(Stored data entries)

Segment Open

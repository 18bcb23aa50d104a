//! Axum router construction.

use std::sync::Arc;

use axum::routing::{get, put};
use axum::Router;
use sbcert_signer::LocalSigner;

use crate::handlers::{health_handler, sign_handler, verify_handler};

/// Shared state for every handler.
pub type AppState = Arc<LocalSigner>;

/// Build the Axum application router.
pub fn build_router(signer: LocalSigner) -> Router {
    Router::new()
        .route("/healthz", get(health_handler))
        .route("/sign/{key_index}", put(sign_handler))
        .route("/verify/{key_index}", get(verify_handler))
        .with_state(Arc::new(signer))
}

Segment Closed

ABOUT THIS EXERCISE:
Please retype the data exactly as it stands, from its first line down to the line that contains "for every handler.", then stop.

EXERCISE ANSWER:
repository 18bcb23aa50d104a
//! Axum router construction.

use std::sync::Arc;

use axum::routing::{get, put};
use axum::Router;
use sbcert_signer::LocalSigner;

use crate::handlers::{health_handler, sign_handler, verify_handler};

/// Shared state for every handler.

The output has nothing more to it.